■ **WHAT THIS TASK INVOLVES**
Nothing in the records should differ when they are repeated. Restate them word for word.

────────────────────────────────────────

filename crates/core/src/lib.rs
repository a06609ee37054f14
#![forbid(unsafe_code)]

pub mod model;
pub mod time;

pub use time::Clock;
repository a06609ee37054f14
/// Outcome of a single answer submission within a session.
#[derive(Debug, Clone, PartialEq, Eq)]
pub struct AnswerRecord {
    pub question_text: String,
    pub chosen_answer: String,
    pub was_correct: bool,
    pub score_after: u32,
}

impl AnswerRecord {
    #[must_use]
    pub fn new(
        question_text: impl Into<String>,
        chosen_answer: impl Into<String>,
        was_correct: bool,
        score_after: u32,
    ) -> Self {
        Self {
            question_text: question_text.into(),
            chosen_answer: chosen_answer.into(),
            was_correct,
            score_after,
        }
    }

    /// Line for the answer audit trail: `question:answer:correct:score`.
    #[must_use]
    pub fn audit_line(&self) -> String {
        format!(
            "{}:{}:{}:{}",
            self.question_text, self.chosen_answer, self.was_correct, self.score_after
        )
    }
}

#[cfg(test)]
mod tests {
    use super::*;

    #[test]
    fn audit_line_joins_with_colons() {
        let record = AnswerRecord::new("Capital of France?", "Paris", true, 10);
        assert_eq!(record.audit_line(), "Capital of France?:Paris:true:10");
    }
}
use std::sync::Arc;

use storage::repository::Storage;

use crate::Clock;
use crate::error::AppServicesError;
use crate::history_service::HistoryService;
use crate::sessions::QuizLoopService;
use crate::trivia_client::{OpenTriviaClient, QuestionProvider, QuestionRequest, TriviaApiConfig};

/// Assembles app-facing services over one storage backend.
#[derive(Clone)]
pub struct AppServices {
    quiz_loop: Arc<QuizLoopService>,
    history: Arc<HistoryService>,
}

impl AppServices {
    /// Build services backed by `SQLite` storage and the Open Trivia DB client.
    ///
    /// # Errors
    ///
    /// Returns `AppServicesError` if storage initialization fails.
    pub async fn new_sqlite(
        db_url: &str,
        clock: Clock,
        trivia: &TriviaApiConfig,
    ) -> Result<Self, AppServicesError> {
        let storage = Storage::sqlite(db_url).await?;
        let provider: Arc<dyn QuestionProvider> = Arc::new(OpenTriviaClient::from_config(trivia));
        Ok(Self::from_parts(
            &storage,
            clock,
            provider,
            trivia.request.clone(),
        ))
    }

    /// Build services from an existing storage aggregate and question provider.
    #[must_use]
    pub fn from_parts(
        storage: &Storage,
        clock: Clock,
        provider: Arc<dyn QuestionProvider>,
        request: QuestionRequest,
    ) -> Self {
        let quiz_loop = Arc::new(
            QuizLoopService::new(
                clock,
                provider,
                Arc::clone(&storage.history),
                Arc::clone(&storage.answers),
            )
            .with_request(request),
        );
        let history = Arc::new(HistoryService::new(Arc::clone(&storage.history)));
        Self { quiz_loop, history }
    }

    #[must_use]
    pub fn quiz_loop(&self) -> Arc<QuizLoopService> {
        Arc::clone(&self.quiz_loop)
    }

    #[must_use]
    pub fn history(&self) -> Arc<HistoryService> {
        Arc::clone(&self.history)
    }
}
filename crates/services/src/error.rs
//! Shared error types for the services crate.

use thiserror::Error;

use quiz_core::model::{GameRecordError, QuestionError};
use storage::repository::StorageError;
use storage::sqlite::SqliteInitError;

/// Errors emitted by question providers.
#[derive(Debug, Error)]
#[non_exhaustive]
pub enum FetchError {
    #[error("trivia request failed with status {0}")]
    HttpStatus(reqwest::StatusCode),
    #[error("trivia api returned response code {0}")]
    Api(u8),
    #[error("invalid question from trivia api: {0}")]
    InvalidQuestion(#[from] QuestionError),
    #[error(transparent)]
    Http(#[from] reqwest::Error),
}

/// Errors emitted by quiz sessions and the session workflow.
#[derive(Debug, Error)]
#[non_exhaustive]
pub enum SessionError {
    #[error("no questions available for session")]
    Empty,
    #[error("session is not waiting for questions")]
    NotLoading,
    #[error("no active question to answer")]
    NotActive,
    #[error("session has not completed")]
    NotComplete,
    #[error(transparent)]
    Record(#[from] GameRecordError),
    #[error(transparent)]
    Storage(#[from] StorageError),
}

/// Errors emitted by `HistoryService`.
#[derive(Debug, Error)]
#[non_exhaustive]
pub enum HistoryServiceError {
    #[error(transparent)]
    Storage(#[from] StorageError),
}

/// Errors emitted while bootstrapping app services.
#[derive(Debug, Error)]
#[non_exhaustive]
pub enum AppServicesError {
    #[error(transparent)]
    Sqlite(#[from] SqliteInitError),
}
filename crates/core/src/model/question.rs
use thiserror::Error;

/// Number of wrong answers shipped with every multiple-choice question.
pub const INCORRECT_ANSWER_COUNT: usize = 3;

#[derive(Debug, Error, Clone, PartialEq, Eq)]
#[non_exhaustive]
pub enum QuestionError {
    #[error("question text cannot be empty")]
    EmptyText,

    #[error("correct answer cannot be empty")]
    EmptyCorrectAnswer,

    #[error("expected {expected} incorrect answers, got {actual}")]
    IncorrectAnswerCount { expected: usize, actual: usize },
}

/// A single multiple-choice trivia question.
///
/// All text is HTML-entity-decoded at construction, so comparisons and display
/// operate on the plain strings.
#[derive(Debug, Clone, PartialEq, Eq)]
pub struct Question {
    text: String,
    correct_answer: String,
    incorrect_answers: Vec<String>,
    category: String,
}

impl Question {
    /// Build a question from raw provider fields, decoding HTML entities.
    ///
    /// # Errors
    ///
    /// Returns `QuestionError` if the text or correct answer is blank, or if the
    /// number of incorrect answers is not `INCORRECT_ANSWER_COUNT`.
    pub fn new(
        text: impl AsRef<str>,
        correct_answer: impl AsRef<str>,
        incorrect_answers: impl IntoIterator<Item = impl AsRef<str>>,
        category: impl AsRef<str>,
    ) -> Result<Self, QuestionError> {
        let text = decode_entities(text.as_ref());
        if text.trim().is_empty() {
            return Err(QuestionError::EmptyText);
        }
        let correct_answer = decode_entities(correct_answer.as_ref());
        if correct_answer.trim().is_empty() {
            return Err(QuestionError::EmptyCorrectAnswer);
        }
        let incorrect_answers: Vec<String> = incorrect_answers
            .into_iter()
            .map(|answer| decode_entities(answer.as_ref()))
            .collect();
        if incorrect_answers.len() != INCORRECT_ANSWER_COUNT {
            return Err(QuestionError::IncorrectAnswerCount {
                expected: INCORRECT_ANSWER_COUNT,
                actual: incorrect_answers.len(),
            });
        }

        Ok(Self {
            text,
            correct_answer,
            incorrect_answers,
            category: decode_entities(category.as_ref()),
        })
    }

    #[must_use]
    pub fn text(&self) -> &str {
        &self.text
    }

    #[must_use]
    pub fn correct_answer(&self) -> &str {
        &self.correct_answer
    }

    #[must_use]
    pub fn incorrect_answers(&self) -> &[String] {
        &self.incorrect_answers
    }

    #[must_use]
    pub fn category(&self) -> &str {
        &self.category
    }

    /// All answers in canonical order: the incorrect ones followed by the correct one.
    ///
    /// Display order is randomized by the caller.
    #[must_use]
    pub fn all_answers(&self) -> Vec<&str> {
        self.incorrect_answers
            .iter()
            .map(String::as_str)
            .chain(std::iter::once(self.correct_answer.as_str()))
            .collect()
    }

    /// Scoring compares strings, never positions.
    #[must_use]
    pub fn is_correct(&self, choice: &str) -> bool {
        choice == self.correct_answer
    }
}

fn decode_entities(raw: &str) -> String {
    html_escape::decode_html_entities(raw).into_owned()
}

────────────────────────────────────────

■ **EXERCISE SOLUTION**
filename crates/core/src/lib.rs
repository a06609ee37054f14
#![forbid(unsafe_code)]

pub mod model;
pub mod time;

pub use time::Clock;
repository a06609ee37054f14
/// Outcome of a single answer submission within a session.
#[derive(Debug, Clone, PartialEq, Eq)]
pub struct AnswerRecord {
    pub question_text: String,
    pub chosen_answer: String,
    pub was_correct: bool,
    pub score_after: u32,
}

impl AnswerRecord {
    #[must_use]
    pub fn new(
        question_text: impl Into<String>,
        chosen_answer: impl Into<String>,
        was_correct: bool,
        score_after: u32,
    ) -> Self {
        Self {
            question_text: question_text.into(),
            chosen_answer: chosen_answer.into(),
            was_correct,
            score_after,
        }
    }

    /// Line for the answer audit trail: `question:answer:correct:score`.
    #[must_use]
    pub fn audit_line(&self) -> String {
        format!(
            "{}:{}:{}:{}",
            self.question_text, self.chosen_answer, self.was_correct, self.score_after
        )
    }
}

#[cfg(test)]
mod tests {
    use super::*;

    #[test]
    fn audit_line_joins_with_colons() {
        let record = AnswerRecord::new("Capital of France?", "Paris", true, 10);
        assert_eq!(record.audit_line(), "Capital of France?:Paris:true:10");
    }
}
use std::sync::Arc;

use storage::repository::Storage;

use crate::Clock;
use crate::error::AppServicesError;
use crate::history_service::HistoryService;
use crate::sessions::QuizLoopService;
use crate::trivia_client::{OpenTriviaClient, QuestionProvider, QuestionRequest, TriviaApiConfig};

/// Assembles app-facing services over one storage backend.
#[derive(Clone)]
pub struct AppServices {
    quiz_loop: Arc<QuizLoopService>,
    history: Arc<HistoryService>,
}

impl AppServices {
    /// Build services backed by `SQLite` storage and the Open Trivia DB client.
    ///
    /// # Errors
    ///
    /// Returns `AppServicesError` if storage initialization fails.
    pub async fn new_sqlite(
        db_url: &str,
        clock: Clock,
        trivia: &TriviaApiConfig,
    ) -> Result<Self, AppServicesError> {
        let storage = Storage::sqlite(db_url).await?;
        let provider: Arc<dyn QuestionProvider> = Arc::new(OpenTriviaClient::from_config(trivia));
        Ok(Self::from_parts(
            &storage,
            clock,
            provider,
            trivia.request.clone(),
        ))
    }

    /// Build services from an existing storage aggregate and question provider.
    #[must_use]
    pub fn from_parts(
        storage: &Storage,
        clock: Clock,
        provider: Arc<dyn QuestionProvider>,
        request: QuestionRequest,
    ) -> Self {
        let quiz_loop = Arc::new(
            QuizLoopService::new(
                clock,
                provider,
                Arc::clone(&storage.history),
                Arc::clone(&storage.answers),
            )
            .with_request(request),
        );
        let history = Arc::new(HistoryService::new(Arc::clone(&storage.history)));
        Self { quiz_loop, history }
    }

    #[must_use]
    pub fn quiz_loop(&self) -> Arc<QuizLoopService> {
        Arc::clone(&self.quiz_loop)
    }

    #[must_use]
    pub fn history(&self) -> Arc<HistoryService> {
        Arc::clone(&self.history)
    }
}
filename crates/services/src/error.rs
//! Shared error types for the services crate.

use thiserror::Error;

use quiz_core::model::{GameRecordError, QuestionError};
use storage::repository::StorageError;
use storage::sqlite::SqliteInitError;

/// Errors emitted by question providers.
#[derive(Debug, Error)]
#[non_exhaustive]
pub enum FetchError {
    #[error("trivia request failed with status {0}")]
    HttpStatus(reqwest::StatusCode),
    #[error("trivia api returned response code {0}")]
    Api(u8),
    #[error("invalid question from trivia api: {0}")]
    InvalidQuestion(#[from] QuestionError),
    #[error(transparent)]
    Http(#[from] reqwest::Error),
}

/// Errors emitted by quiz sessions and the session workflow.
#[derive(Debug, Error)]
#[non_exhaustive]
pub enum SessionError {
    #[error("no questions available for session")]
    Empty,
    #[error("session is not waiting for questions")]
    NotLoading,
    #[error("no active question to answer")]
    NotActive,
    #[error("session has not completed")]
    NotComplete,
    #[error(transparent)]
    Record(#[from] GameRecordError),
    #[error(transparent)]
    Storage(#[from] StorageError),
}

/// Errors emitted by `HistoryService`.
#[derive(Debug, Error)]
#[non_exhaustive]
pub enum HistoryServiceError {
    #[error(transparent)]
    Storage(#[from] StorageError),
}

/// Errors emitted while bootstrapping app services.
#[derive(Debug, Error)]
#[non_exhaustive]
pub enum AppServicesError {
    #[error(transparent)]
    Sqlite(#[from] SqliteInitError),
}
filename crates/core/src/model/question.rs
use thiserror::Error;

/// Number of wrong answers shipped with every multiple-choice question.
pub const INCORRECT_ANSWER_COUNT: usize = 3;

#[derive(Debug, Error, Clone, PartialEq, Eq)]
#[non_exhaustive]
pub enum QuestionError {
    #[error("question text cannot be empty")]
    EmptyText,

    #[error("correct answer cannot be empty")]
    EmptyCorrectAnswer,

    #[error("expected {expected} incorrect answers, got {actual}")]
    IncorrectAnswerCount { expected: usize, actual: usize },
}

/// A single multiple-choice trivia question.
///
/// All text is HTML-entity-decoded at construction, so comparisons and display
/// operate on the plain strings.
#[derive(Debug, Clone, PartialEq, Eq)]
pub struct Question {
    text: String,
    correct_answer: String,
    incorrect_answers: Vec<String>,
    category: String,
}

impl Question {
    /// Build a question from raw provider fields, decoding HTML entities.
    ///
    /// # Errors
    ///
    /// Returns `QuestionError` if the text or correct answer is blank, or if the
    /// number of incorrect answers is not `INCORRECT_ANSWER_COUNT`.
    pub fn new(
        text: impl AsRef<str>,
        correct_answer: impl AsRef<str>,
        incorrect_answers: impl IntoIterator<Item = impl AsRef<str>>,
        category: impl AsRef<str>,
    ) -> Result<Self, QuestionError> {
        let text = decode_entities(text.as_ref());
        if text.trim().is_empty() {
            return Err(QuestionError::EmptyText);
        }
        let correct_answer = decode_entities(correct_answer.as_ref());
        if correct_answer.trim().is_empty() {
            return Err(QuestionError::EmptyCorrectAnswer);
        }
        let incorrect_answers: Vec<String> = incorrect_answers
            .into_iter()
            .map(|answer| decode_entities(answer.as_ref()))
            .collect();
        if incorrect_answers.len() != INCORRECT_ANSWER_COUNT {
            return Err(QuestionError::IncorrectAnswerCount {
                expected: INCORRECT_ANSWER_COUNT,
                actual: incorrect_answers.len(),
            });
        }

        Ok(Self {
            text,
            correct_answer,
            incorrect_answers,
            category: decode_entities(category.as_ref()),
        })
    }

    #[must_use]
    pub fn text(&self) -> &str {
        &self.text
    }

    #[must_use]
    pub fn correct_answer(&self) -> &str {
        &self.correct_answer
    }

    #[must_use]
    pub fn incorrect_answers(&self) -> &[String] {
        &self.incorrect_answers
    }

    #[must_use]
    pub fn category(&self) -> &str {
        &self.category
    }

    /// All answers in canonical order: the incorrect ones followed by the correct one.
    ///
    /// Display order is randomized by the caller.
    #[must_use]
    pub fn all_answers(&self) -> Vec<&str> {
        self.incorrect_answers
            .iter()
            .map(String::as_str)
            .chain(std::iter::once(self.correct_answer.as_str()))
            .collect()
    }

    /// Scoring compares strings, never positions.
    #[must_use]
    pub fn is_correct(&self, choice: &str) -> bool {
        choice == self.correct_answer
    }
}

fn decode_entities(raw: &str) -> String {
    html_escape::decode_html_entities(raw).into_owned()
}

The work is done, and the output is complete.